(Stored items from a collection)

* * * * *

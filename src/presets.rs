// ============================================================================
// PRESETS — fixed named combinations of adjustments and filters
// ============================================================================

use crate::pipeline::{Adjustment, Filter};

/// A named look: the adjustment values and filters it installs. Applying a
/// preset always starts from a full reset, so fields a preset does not
/// mention stay neutral.
pub struct Preset {
    pub id: &'static str,
    pub label: &'static str,
    pub adjustments: &'static [(Adjustment, f32)],
    pub filters: &'static [Filter],
}

/// The built-in preset table. Order is the display order in the UI.
pub const PRESETS: &[Preset] = &[
    Preset {
        id: "vintage",
        label: "Vintage",
        adjustments: &[
            (Adjustment::Saturation, -30.0),
            (Adjustment::Brightness, 10.0),
            (Adjustment::Contrast, 10.0),
        ],
        filters: &[Filter::Sepia, Filter::Noise],
    },
    Preset {
        id: "dramatic",
        label: "Dramatic",
        adjustments: &[
            (Adjustment::Contrast, 40.0),
            (Adjustment::Brightness, -10.0),
        ],
        filters: &[Filter::Sharpen],
    },
    Preset {
        id: "portrait",
        label: "Portrait",
        adjustments: &[
            (Adjustment::Brightness, 15.0),
            (Adjustment::Contrast, 20.0),
            (Adjustment::Saturation, -10.0),
        ],
        filters: &[Filter::Blur],
    },
    Preset {
        id: "cool",
        label: "Cool",
        adjustments: &[(Adjustment::Hue, 15.0), (Adjustment::Saturation, 20.0)],
        filters: &[Filter::Grayscale],
    },
];

/// Case-insensitive lookup by preset id.
pub fn find(id: &str) -> Option<&'static Preset> {
    PRESETS.iter().find(|p| p.id.eq_ignore_ascii_case(id))
}

#[cfg(test)]
mod tests {
    use super::*;

    #[test]
    fn lookup_is_case_insensitive() {
        assert!(find("vintage").is_some());
        assert!(find("Vintage").is_some());
        assert!(find("noir").is_none());
    }

    #[test]
    fn ids_are_unique() {
        for (i, a) in PRESETS.iter().enumerate() {
            for b in &PRESETS[i + 1..] {
                assert_ne!(a.id, b.id);
            }
        }
    }

    #[test]
    fn all_preset_values_are_in_range() {
        for preset in PRESETS {
            for (adj, value) in preset.adjustments {
                let (min, max) = adj.range();
                assert!(
                    *value >= min && *value <= max,
                    "{}: {} out of range",
                    preset.id,
                    adj.label()
                );
            }
        }
    }
}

* * * * *

## PROBLEM DETAILS
Scan the entries above for the string "iter" and copy each line containing it.

## TASK RESULT
    PRESETS.iter().find(|p| p.id.eq_ignore_ascii_case(id))
        for (i, a) in PRESETS.iter().enumerate() {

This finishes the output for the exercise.